11.2.07

Re: Opção de escolha (I)

Hoje é dia de referendo.
Sim, vai prevalecer a opinião que melhor soube usar a arma comunicacional moderna.
O apelo ao sim procurou transmitir um sentimento de culpa em cada um dos indivíduos que, votando não, se tornariam os carrascos da prisão de cada uma das mulheres a quem a vida intra-uterina, prosseguindo, irromperia a sua liberdade.
Mulheres que pagariam uma liberdade à custa da outra, por alheio imiscuir na sua vontade.
Vontade legamente clandestina, perigosa por inerência.
Apenas isto estava em causa: ser ou não ser o carrasco da consciência alheia e dos .

Infelizmente, raros foram os nãos que rebateram esse sentimento de culpa sem introduzir o que lhe é inverso: o complexo de culpa da mãe assassina.

A liberdade que valorizamos é sempre relativizada por natureza, por isso é que os humanistas do renascimento, a quem devemos o conceito moderno de liberdade, criaram ao mesmo tempo que ela a pena de prisão.

A pena de prisão, como a concebemos hoje, tem uma dupla função: de prevenção individual, inicialmente relacionada com o expiar da culpa e hoje associada à reabilitação do indivíduo, e a prevenção colectiva, do afirmar social da imperatividade da norma.

E só se justifica reabilitar o indivíduo e afirmar a vigência da norma, dando-lhe dignidade penal, quando esta tem uma relevante função conformadora dos comportamentos individuais e sociais.

Se apenas isto estivesse em causa, é bom de ver que poucos votariam não, porque a generalidade das pessoas já não quer conformar o comportamento das outras no que toca à interrupção da vida intra-uterina, aplicando-lhes uma pena de prisão.

Daí que a empresa comunicacional dos defensores do sim tenha funcionado na perfeição, tentando convencer que apenas isto está em causa.

Cabia aos defensores do não convercer que não era apenas isto que estava em causa.
Mas nunca com os argumentos da mãe assassina, do orçamento da saúde, da recessão demográfica, do fundo de estabilização financeira da segurança social.
Antes com uma argumentação que levante o véu da liberdade absoluta.

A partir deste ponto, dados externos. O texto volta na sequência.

use std::collections::BTreeMap;

use chrono::{DateTime, Utc};
use serde::{Deserialize, Serialize};

use super::snowflake::Snowflake;
use super::verification::VerificationRecord;

/// Warning threshold applied to guilds that never changed it.
pub const DEFAULT_MAX_WARNS: u32 = 3;

/// Per-user warning lists, in insertion (chronological) order.
pub type WarnMap = BTreeMap<Snowflake, Vec<Warning>>;

#[derive(Clone, Debug, PartialEq, Eq, Serialize, Deserialize)]
pub struct Warning {
    pub reason: String,
    pub moderator_id: Snowflake,
    pub timestamp: DateTime<Utc>,
}

impl Warning {
    pub fn new(reason: impl Into<String>, moderator_id: Snowflake) -> Self {
        Self {
            reason: reason.into(),
            moderator_id,
            timestamp: Utc::now(),
        }
    }
}

#[derive(Clone, Copy, Debug, PartialEq, Eq, Serialize, Deserialize)]
pub struct GuildSettings {
    #[serde(default = "default_max_warns")]
    pub max_warns: u32,
}

impl Default for GuildSettings {
    fn default() -> Self {
        Self {
            max_warns: DEFAULT_MAX_WARNS,
        }
    }
}

fn default_max_warns() -> u32 {
    DEFAULT_MAX_WARNS
}

/// The per-guild document.
#[derive(Clone, Debug, PartialEq, Serialize, Deserialize)]
pub struct GuildConfig {
    pub guild_id: Snowflake,
    #[serde(default)]
    pub warns: WarnMap,
    #[serde(default)]
    pub settings: GuildSettings,
    #[serde(default, skip_serializing_if = "Option::is_none")]
    pub verification: Option<VerificationRecord>,
}

impl GuildConfig {
    pub fn new(guild_id: Snowflake, settings: GuildSettings) -> Self {
        Self {
            guild_id,
            warns: WarnMap::new(),
            settings,
            verification: None,
        }
    }

    pub fn warnings_for(&self, user_id: Snowflake) -> &[Warning] {
        self.warns.get(&user_id).map_or(&[], Vec::as_slice)
    }

    /// Merge the populated fields of `update` over this document.
    pub fn apply(&mut self, update: GuildConfigUpdate) {
        if let Some(warns) = update.warns {
            self.warns = warns;
        }
        if let Some(settings) = update.settings {
            self.settings = settings;
        }
        if let Some(verification) = update.verification {
            self.verification = Some(verification);
        }
    }
}

/// A partial write: only `Some` fields replace their stored counterpart.
#[derive(Clone, Debug, Default, PartialEq)]
pub struct GuildConfigUpdate {
    pub warns: Option<WarnMap>,
    pub settings: Option<GuildSettings>,
    pub verification: Option<VerificationRecord>,
}

impl GuildConfigUpdate {
    pub fn settings(settings: GuildSettings) -> Self {
        Self {
            settings: Some(settings),
            ..Self::default()
        }
    }

    pub fn verification(record: VerificationRecord) -> Self {
        Self {
            verification: Some(record),
            ..Self::default()
        }
    }
}

/// Result of appending a warning: the user's new count and the guild threshold.
#[derive(Clone, Copy, Debug, PartialEq, Eq)]
pub struct WarnTally {
    pub count: usize,
    pub max_warns: u32,
}

impl WarnTally {
    pub fn threshold_reached(&self) -> bool {
        self.count >= self.max_warns as usize
    }
}

#[derive(Clone, Copy, Debug, Default, PartialEq, Eq)]
pub struct GuildStats {
    pub total_verifications: u64,
    pub active_warnings: u64,
    pub warned_users: u64,
}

Isto sim, está em causa, embora encapotadamente, no referendo.
Vem aí uma lei que permitirá a liberdade absoluta de interromper a vida intra-uterina, a vida daquele que se preparava para vir a ser livre, não uma célula indiferenciada, não um vegetal, também não um indivíduo autónomo, como também não o será nos primeiros anos de vida, mas uma vida individual.
Vem aí uma lei que continuará a penalizar quem, por decoro ou ignorância, não for a um hospital legalmente autorizado, antes ou depois das dez semanas.
A interrupção da vida intra-uterina não será o exercício de uma liberdade, relativizada à liberdade e ao respeito pelo indivíduo em gestação, mas um direito cego e absoluto.

Em sentido metafórico (porque a lei ainda terá de ser votada e promulgada), direi que, na segunda-feira, me vou arrepiar quando vir uma grávida dirigir-se ao hospital de Aveiro. Porque lhe demos um direito sem lhe explicar que tem só uma liberdade. Porque não lhe demos o direito de conhecer, de se esclarecer, sobre essa liberdade (em regra, sabendo que há pessoas que estão previamente esclarecidas). Porque nos esquecemos do ser que ela transporta, com coração, cérebro, cabeça, tronco e membros.

Porque nos demitimos de tentar dar razões às mulheres para prosseguirem a gravidez, com boas instituições pré-escolares, bons apoios financeiros, bom sistema de saúde, etc.
Porque combatemos uma coisa que ninguém deseja, permitindo-a indiscriminadamente.

Por tudo isso e mais, vou ter de votar não a um certo sim.